O diagnóstico foi feito a partir de um exame de fezes. Segundo órgãos de saúde,
a poliomielite é
uma doença infectocontagiosa viral aguda, caracterizada por um
quadro de paralisia flácida, que ocorre em cerca de 1% das infecções. Os
primeiros sintomas de paralisia acometeram à criança em 21 de agosto, um dia
pós ser vacinado contra a poliomelite e receber a tríplice viral, que tinha
dificuldade de se manter em pé, além de dores e febre. A criança encontra-se em
repouso em casa. A Secretaria de Estado de Saúde Pública (Sespa) reforçou que
se trata de um caso ainda sob investigação. Já o Ministério da Saúde informou
que não há registro de circulação viral da poliomielite no Brasil e que o caso
pode estar relacionado a um evento adverso ocasionado por vacinação inadequada.

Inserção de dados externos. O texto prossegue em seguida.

#![deny(
    unsafe_code,
    missing_docs,
    dead_code,
    unused_results,
    non_snake_case,
    unreachable_pub
)]

//! Core contracts shared across the Maze Escape engine.
//!
//! This crate defines the message surface that connects adapters, the
//! authoritative world, and pure systems. Adapters submit [`Command`] values
//! describing desired mutations, the world executes those commands via its
//! `apply` entry point, and then broadcasts [`Event`] values for systems to
//! react to deterministically. Systems consume event streams, query immutable
//! snapshots, and respond exclusively with new command batches.

use std::time::Duration;

use serde::{Deserialize, Serialize};
use thiserror::Error;

/// Canonical banner emitted when the experience boots.
pub const WELCOME_BANNER: &str = "Welcome to Maze Escape.";

/// Stream label used when deriving the maze carving seed.
pub const RNG_STREAM_MAZE: &str = "maze";
/// Stream label used when deriving the creature system seed.
pub const RNG_STREAM_CREATURE: &str = "creature";
/// Stream label used when deriving the bonus system seed.
pub const RNG_STREAM_BONUS: &str = "bonus";

/// Commands that express all permissible world mutations.
#[derive(Clone, Debug, PartialEq)]
pub enum Command {
    /// Rebuilds the world for the provided level: fresh grid, carved maze,
    /// exit placement, actor resets. The transition is atomic.
    StartLevel {
        /// Level the world should enter.
        level: Level,
    },
    /// Advances the simulation clock by one frame of the game loop.
    Tick {
        /// Duration of simulated time that elapsed since the previous tick.
        dt: Duration,
    },
    /// Requests that the player step one cell in the provided direction.
    MovePlayer {
        /// Direction of travel for the attempted step.
        direction: Direction,
    },
    /// Requests that the creature step one cell in the provided direction.
    StepCreature {
        /// Direction of travel for the attempted step.
        direction: Direction,
    },
    /// Places the pair of bonus potions on the provided walkable cells.
    SpawnBonuses {
        /// Cell that should hold the vision potion.
        vision: CellCoord,
        /// Cell that should hold the speed potion.
        speed: CellCoord,
    },
}

/// Events broadcast by the world after processing commands.
#[derive(Clone, Debug, PartialEq)]
pub enum Event {
    /// Announces that a fresh level was built and all actors were reset.
    LevelStarted {
        /// Level the world entered.
        level: Level,
        /// Generation token issued for the new level.
        generation: LevelGeneration,
        /// Number of columns in the freshly carved grid.
        columns: u32,
        /// Number of rows in the freshly carved grid.
        rows: u32,
    },
    /// Indicates that the simulation clock advanced by one frame.
    TimeAdvanced {
        /// Duration of simulated time that elapsed in the tick.
        dt: Duration,
    },
    /// Confirms that the player moved between two cells.
    PlayerMoved {
        /// Cell the player occupied before moving.
        from: CellCoord,
        /// Cell the player occupies after the move.
        to: CellCoord,
    },
    /// Confirms that the creature moved between two cells.
    CreatureAdvanced {
        /// Cell the creature occupied before moving.
        from: CellCoord,
        /// Cell the creature occupies after the move.
        to: CellCoord,
    },
    /// Reports that the player stepped onto the exit cell.
    ExitReached {
        /// Level that was cleared.
        level: Level,
    },
    /// Reports that the creature and the player occupy the same cell.
    PlayerCaught {
        /// Level on which the player was caught.
        level: Level,
    },
    /// Confirms that a bonus potion was placed on a cell.
    BonusSpawned {
        /// Kind of potion that appeared.
        kind: BonusKind,
        /// Cell that holds the potion.
        cell: CellCoord,
    },
    /// Confirms that the player picked up a bonus potion.
    BonusCollected {
        /// Kind of potion that was collected.
        kind: BonusKind,
        /// Cell the potion occupied.
        cell: CellCoord,
    },
    /// Reports that a status effect reverted to the player's default value.
    EffectExpired {
        /// Kind of effect that wore off.
        kind: BonusKind,
    },
}

/// Classification of a single grid cell.
#[derive(Clone, Copy, Debug, PartialEq, Eq, Hash, Serialize, Deserialize)]
pub enum CellKind {
    /// Solid cell that no actor may occupy.
    Wall,
    /// Carved corridor cell.
    Path,
    /// Carved cell that completes the level when the player enters it.
    Exit,
}

impl CellKind {
    /// Returns `true` when actors may stand on the cell.
    #[must_use]
    pub const fn is_walkable(self) -> bool {
        matches!(self, Self::Path | Self::Exit)
    }
}

/// Cardinal movement directions available to actors.
#[derive(Clone, Copy, Debug, PartialEq, Eq, Hash, Serialize, Deserialize)]
pub enum Direction {
    /// Movement toward decreasing row indices.
    North,
    /// Movement toward increasing column indices.
    East,
    /// Movement toward increasing row indices.
    South,
    /// Movement toward decreasing column indices.
    West,
}

impl Direction {
    /// All four directions in a fixed canonical order.
    pub const ALL: [Direction; 4] = [
        Direction::North,
        Direction::East,
        Direction::South,
        Direction::West,
    ];

    /// Returns the direction of the single-cell step from `from` to `to`,
    /// or `None` when the two cells are not cardinal neighbors.
    #[must_use]
    pub fn between(from: CellCoord, to: CellCoord) -> Option<Direction> {
        let column_diff = from.column().abs_diff(to.column());
        let row_diff = from.row().abs_diff(to.row());

        if column_diff + row_diff != 1 {
            return None;
        }

        if column_diff == 1 {
            if to.column() > from.column() {
                Some(Direction::East)
            } else {
                Some(Direction::West)
            }
        } else if to.row() > from.row() {
            Some(Direction::South)
        } else {
            Some(Direction::North)
        }
    }
}

/// Location of a single grid cell expressed as column and row coordinates.
#[derive(Clone, Copy, Debug, PartialEq, Eq, Hash, PartialOrd, Ord, Serialize, Deserialize)]
pub struct CellCoord {
    column: u32,
    row: u32,
}

impl CellCoord {
    /// Creates a new grid cell coordinate.
    #[must_use]
    pub const fn new(column: u32, row: u32) -> Self {
        Self { column, row }
    }

    /// Zero-based column index of the cell.
    #[must_use]
    pub const fn column(&self) -> u32 {
        self.column
    }

    /// Zero-based row index of the cell.
    #[must_use]
    pub const fn row(&self) -> u32 {
        self.row
    }

    /// Computes the Manhattan distance between two cell coordinates.
    #[must_use]
    pub fn manhattan_distance(self, other: CellCoord) -> u32 {
        self.column().abs_diff(other.column()) + self.row().abs_diff(other.row())
    }

    /// Computes the Euclidean distance between two cell coordinates.
    #[must_use]
    pub fn euclidean_distance(self, other: CellCoord) -> f32 {
        let column_diff = self.column().abs_diff(other.column()) as f32;
        let row_diff = self.row().abs_diff(other.row()) as f32;
        column_diff.hypot(row_diff)
    }

    /// Returns the neighboring cell one step in the provided direction, or
    /// `None` when the step would leave the coordinate space.
    #[must_use]
    pub const fn step(self, direction: Direction) -> Option<CellCoord> {
        match direction {
            Direction::North => {
                if self.row == 0 {
                    None
                } else {
                    Some(CellCoord::new(self.column, self.row - 1))
                }
            }
            Direction::East => Some(CellCoord::new(self.column + 1, self.row)),
            Direction::South => Some(CellCoord::new(self.column, self.row + 1)),
            Direction::West => {
                if self.column == 0 {
                    None
                } else {
                    Some(CellCoord::new(self.column - 1, self.row))
                }
            }
        }
    }
}

/// Behavior mode the creature derives on every decision tick.
#[derive(Clone, Copy, Debug, PartialEq, Eq, Hash)]
pub enum CreatureMode {
    /// The creature drifts through the maze at random.
    Wandering,
    /// The creature follows a shortest path toward the player.
    Pursuing,
}

/// Kinds of bonus potions the spawner may place in the maze.
#[derive(Clone, Copy, Debug, PartialEq, Eq, Hash, Serialize, Deserialize)]
pub enum BonusKind {
    /// Temporarily widens the player's visibility radius.
    Vision,
    /// Temporarily shortens the player's move interval.
    Speed,
}

/// Monotonic level counter that drives grid size and creature speed.
#[derive(Clone, Copy, Debug, PartialEq, Eq, Hash, PartialOrd, Ord, Serialize, Deserialize)]
pub struct Level(u32);

impl Level {
    /// The level every run starts on and every loss resets to.
    #[must_use]
    pub const fn first() -> Self {
        Self(1)
    }

    /// Creates a level counter with the provided value, clamped to at least 1.
    #[must_use]
    pub const fn new(value: u32) -> Self {
        if value == 0 {
            Self(1)
        } else {
            Self(value)
        }
    }

    /// Retrieves the numeric representation of the level.
    #[must_use]
    pub const fn get(&self) -> u32 {
        self.0
    }

    /// Level that follows a win on this level.
    #[must_use]
    pub const fn next(&self) -> Self {
        Self(self.0.saturating_add(1))
    }

    /// Number of grid rows for this level, guaranteed odd and at least 5.
    #[must_use]
    pub const fn grid_rows(&self) -> u32 {
        next_odd(31 + 2 * self.0)
    }

    /// Number of grid columns for this level, guaranteed odd and at least 5.
    #[must_use]
    pub const fn grid_columns(&self) -> u32 {
        next_odd(41 + 2 * self.0)
    }

    /// Distance below which the creature switches from wandering to pursuit.
    #[must_use]
    pub fn proximity_threshold(&self) -> f32 {
        6.0 + self.0 as f32
    }

    /// Game-loop ticks between creature decisions, floored at 15.
    #[must_use]
    pub const fn creature_move_interval(&self) -> u32 {
        let interval = 30u32.saturating_sub(2 * self.0);
        if interval < 15 {
            15
        } else {
            interval
        }
    }
}

/// Token identifying one atomic level build.
///
/// Deferred work scheduled during one level (such as a status-effect
/// reversion) carries the generation it was scheduled under; the world
/// discards the work when the tokens no longer match, so stale timers never
/// corrupt a freshly reset level.
#[derive(Clone, Copy, Debug, PartialEq, Eq, Hash, PartialOrd, Ord)]
pub struct LevelGeneration(u64);

impl LevelGeneration {
    /// Generation assigned to the first level build of a world.
    #[must_use]
    pub const fn initial() -> Self {
        Self(0)
    }

    /// Generation that supersedes this one after the next level build.
    #[must_use]
    pub const fn next(&self) -> Self {
        Self(self.0.wrapping_add(1))
    }

    /// Retrieves the numeric representation of the generation.
    #[must_use]
    pub const fn get(&self) -> u64 {
        self.0
    }
}

/// Errors raised by bounds-checked grid access and maze generation.
#[derive(Clone, Copy, Debug, PartialEq, Eq, Error)]
pub enum GridError {
    /// A cell coordinate lies outside the grid dimensions.
    #[error("cell ({column}, {row}) lies outside the {columns}x{rows} grid")]
    OutOfBounds {
        /// Column of the rejected coordinate.
        column: u32,
        /// Row of the rejected coordinate.
        row: u32,
        /// Number of columns in the grid.
        columns: u32,
        /// Number of rows in the grid.
        rows: u32,
    },
    /// Grid dimensions violate the odd-and-at-least-5 carving precondition.
    #[error("grid dimensions {columns}x{rows} must be odd and at least 5")]
    InvalidDimensions {
        /// Number of columns that failed validation.
        columns: u32,
        /// Number of rows that failed validation.
        rows: u32,
    },
}

const fn next_odd(value: u32) -> u32 {
    if value % 2 == 0 {
        value + 1
    } else {
        value
    }
}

“É importante ressaltar que não se trata de poliomielite. O Ministério da Saúde
reforça que pais e responsáveis vacinem suas crianças com todas as doses
indicadas para manter o país protegido da poliomielite, doença erradicada no
Brasil”, afirmou o órgão. Esse é a primeira ocorrência da doença desde 1989.
Campanhas de vacinação em massa foram responsáveis pelo sumiço da doença.
Preocupado com a baixa procura
das famílias pela vacina contra a paralisia infantil, o ministro da Saúde,
Marcelo Queiroga, fez um apelo em agosto para que as famílias procurem os
postos de saúde para garantir a imunização das crianças e evitar que a doença
retorne ao Brasil. O Estado da Paraíba tem a menor adesão até agora da atual
campanha de multivacinação, iniciada em agosto. Apenas 46% das crianças já
tomaram a vacina contra a paralisia infantil. Foi também na Paraíba que foi
registrado o último caso da doença no Brasil, em 1989. Entretanto, há risco da
doença por causa da baixa procura pela vacina, como aconteceu com o sarampo,
que foi reintroduzido no país em 2009 por conta do fato das pessoas se sentirem
seguras e não procurarem os postos de saúde para tomar a vacina, como explica o
ministro. “A medida que as pessoas se sentem protegidas, elas se esquecem que a
proteção vem da prevenção. E, no caso dessas doenças evitáveis por vacina, são
as vacinas [que previnem]. Nós não podemos deixar que isso aconteça”, declarou.